**Action item:** Below are some records. Return exactly the lines from the one containing "writes serialize on" through the one containing "by every store.", both included, and only those.

**Data records:**
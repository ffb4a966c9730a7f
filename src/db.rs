//! Shared SQLite handle
//!
//! One database file holds users, agenda entries, and missions. The
//! connection is shared behind a `parking_lot::Mutex`; writes serialize on
//! the lock, reads see the latest committed state. WAL mode keeps the file
//! usable if an operator opens a second reader.

use anyhow::{Context, Result};
use parking_lot::Mutex;
use rusqlite::Connection;
use std::sync::Arc;

/// Shared connection handle used by every store.
pub type Db = Arc<Mutex<Connection>>;

const PRAGMA_SQL: &str = r#"
PRAGMA journal_mode = WAL;
PRAGMA synchronous = NORMAL;
PRAGMA foreign_keys = ON;
"#;

/// Open (or create) the database file and apply connection pragmas.
pub fn open(db_path: &str) -> Result<Db> {
    let conn = Connection::open(db_path)
        .with_context(|| format!("Failed to open database at {}", db_path))?;
    conn.execute_batch(PRAGMA_SQL)
        .context("Failed to apply database pragmas")?;
    Ok(Arc::new(Mutex::new(conn)))
}

/// In-memory database for tests.
#[cfg(test)]
pub fn open_in_memory() -> Db {
    let conn = Connection::open_in_memory().unwrap();
    conn.execute_batch("PRAGMA foreign_keys = ON;").unwrap();
    Arc::new(Mutex::new(conn))
}
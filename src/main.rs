//! Dispatch Backend - mission dispatch and scheduling service
//!
//! Authenticates users with bcrypt + JWT sessions, enforces admin/standard
//! roles, and tracks agenda entries and dispatch missions in SQLite.

use anyhow::{Context, Result};
use dispatch_backend::{app, db};
use dotenv::dotenv;
use std::env;
use tokio::net::TcpListener;
use tracing::{info, warn};
use tracing_subscriber::{layer::SubscriberExt, util::SubscriberInitExt};

const DEFAULT_JWT_SECRET: &str = "dev-secret-change-in-production-minimum-32-characters";

#[tokio::main]
async fn main() -> Result<()> {
    // Initialize environment and logging
    let _ = dotenv();
    init_tracing();

    info!("Dispatch backend starting");

    let db_path = env::var("DB_PATH").unwrap_or_else(|_| "data.db".to_string());
    let port = env::var("PORT")
        .unwrap_or_else(|_| "3000".to_string())
        .parse::<u16>()
        .context("Invalid PORT")?;

    let jwt_secret = env::var("JWT_SECRET").unwrap_or_else(|_| {
        warn!("JWT_SECRET not set, using development default");
        DEFAULT_JWT_SECRET.to_string()
    });

    let database = db::open(&db_path)?;
    let ctx = app::AppContext::new(database, jwt_secret)?;
    info!("Database initialized at: {}", db_path);

    let router = app::build_app(&ctx);

    let addr = format!("0.0.0.0:{}", port);
    let listener = TcpListener::bind(&addr).await?;
    info!("API server listening on {}", addr);

    axum::serve(listener, router).await.context("Server error")?;

    Ok(())
}

fn init_tracing() {
    tracing_subscriber::registry()
        .with(
            tracing_subscriber::EnvFilter::try_from_default_env()
                .unwrap_or_else(|_| "dispatch_backend=debug".into()),
        )
        .with(tracing_subscriber::fmt::layer())
        .init();
}
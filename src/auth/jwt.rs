//! JWT Token Handler
//! Mission: Generate and validate JWT tokens securely

use crate::auth::models::{Claims, User};
use anyhow::{Context, Result};
use chrono::Utc;
use jsonwebtoken::{decode, encode, DecodingKey, EncodingKey, Header, Validation};
use tracing::debug;

/// JWT Handler for token operations
///
/// The signing secret is process-wide configuration, injected here once at
/// startup rather than read from a global.
pub struct JwtHandler {
    secret: String,
    expiration_hours: i64,
}

impl JwtHandler {
    /// Create a new JWT handler with secret key
    pub fn new(secret: String) -> Self {
        Self {
            secret,
            expiration_hours: 12, // 12-hour session tokens
        }
    }

    /// Generate a JWT token for a user
    pub fn issue(&self, user: &User) -> Result<(String, usize)> {
        let now = Utc::now();
        let expiration = now
            .checked_add_signed(chrono::Duration::hours(self.expiration_hours))
            .context("Invalid timestamp")?
            .timestamp() as usize;

        let expires_in = (self.expiration_hours * 3600) as usize;

        let claims = Claims {
            sub: user.id.to_string(),
            name: user.name.clone(),
            role: user.role,
            exp: expiration,
        };

        debug!(
            "Issuing JWT for user {} ({}), expires in {}h",
            user.name, user.id, self.expiration_hours
        );

        let token = encode(
            &Header::default(),
            &claims,
            &EncodingKey::from_secret(self.secret.as_bytes()),
        )
        .context("Failed to generate JWT")?;

        Ok((token, expires_in))
    }

    /// Validate a JWT token and extract claims.
    ///
    /// Rejects bad signatures, malformed tokens, and expired tokens. No
    /// revocation list is consulted; a valid unexpired signature is always
    /// accepted.
    pub fn verify(&self, token: &str) -> Result<Claims> {
        let decoded = decode::<Claims>(
            token,
            &DecodingKey::from_secret(self.secret.as_bytes()),
            &Validation::default(),
        )
        .context("Invalid or expired token")?;

        debug!("Validated JWT for user {}", decoded.claims.name);

        Ok(decoded.claims)
    }
}

#[cfg(test)]
mod tests {
    use super::*;
    use crate::auth::models::UserRole;

    fn create_test_user() -> User {
        User {
            id: 7,
            name: "testuser".to_string(),
            password_hash: "hash".to_string(),
            role: UserRole::Standard,
        }
    }

    #[test]
    fn test_jwt_issue_and_verify() {
        let handler = JwtHandler::new("test-secret-key-12345".to_string());
        let user = create_test_user();

        let (token, expires_in) = handler.issue(&user).unwrap();
        assert!(!token.is_empty());
        assert_eq!(expires_in, 12 * 3600); // 12 hours in seconds

        let claims = handler.verify(&token).unwrap();
        assert_eq!(claims.name, user.name);
        assert_eq!(claims.sub, user.id.to_string());
        assert_eq!(claims.user_id(), Some(user.id));
        assert_eq!(claims.role, user.role);
    }

    #[test]
    fn test_invalid_token_rejected() {
        let handler = JwtHandler::new("test-secret-key-12345".to_string());

        let result = handler.verify("invalid.token.here");
        assert!(result.is_err());
    }

    #[test]
    fn test_different_secrets_reject() {
        let handler1 = JwtHandler::new("secret1".to_string());
        let handler2 = JwtHandler::new("secret2".to_string());
        let user = create_test_user();

        let (token, _) = handler1.issue(&user).unwrap();

        let result = handler2.verify(&token);
        assert!(result.is_err());
    }

    #[test]
    fn test_expired_token_rejected() {
        // Hand-roll a token whose exp is already in the past.
        let secret = "test-secret-key-12345";
        let claims = Claims {
            sub: "7".to_string(),
            name: "testuser".to_string(),
            role: UserRole::Standard,
            exp: (Utc::now().timestamp() - 3600) as usize,
        };
        let token = encode(
            &Header::default(),
            &claims,
            &EncodingKey::from_secret(secret.as_bytes()),
        )
        .unwrap();

        let handler = JwtHandler::new(secret.to_string());
        assert!(handler.verify(&token).is_err());
    }

    #[test]
    fn test_token_contains_all_claims() {
        let handler = JwtHandler::new("test-secret-key-12345".to_string());
        let user = User {
            id: 1,
            name: "admin".to_string(),
            password_hash: "hash".to_string(),
            role: UserRole::Admin,
        };

        let (token, _) = handler.issue(&user).unwrap();
        let claims = handler.verify(&token).unwrap();

        assert_eq!(claims.name, "admin");
        assert_eq!(claims.role, UserRole::Admin);
        assert!(claims.exp > Utc::now().timestamp() as usize);
    }
}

**Answer below:**
//! connection is shared behind a `parking_lot::Mutex`; writes serialize on
//! the lock, reads see the latest committed state. WAL mode keeps the file
//! usable if an operator opens a second reader.

use anyhow::{Context, Result};
use parking_lot::Mutex;
use rusqlite::Connection;
use std::sync::Arc;

/// Shared connection handle used by every store.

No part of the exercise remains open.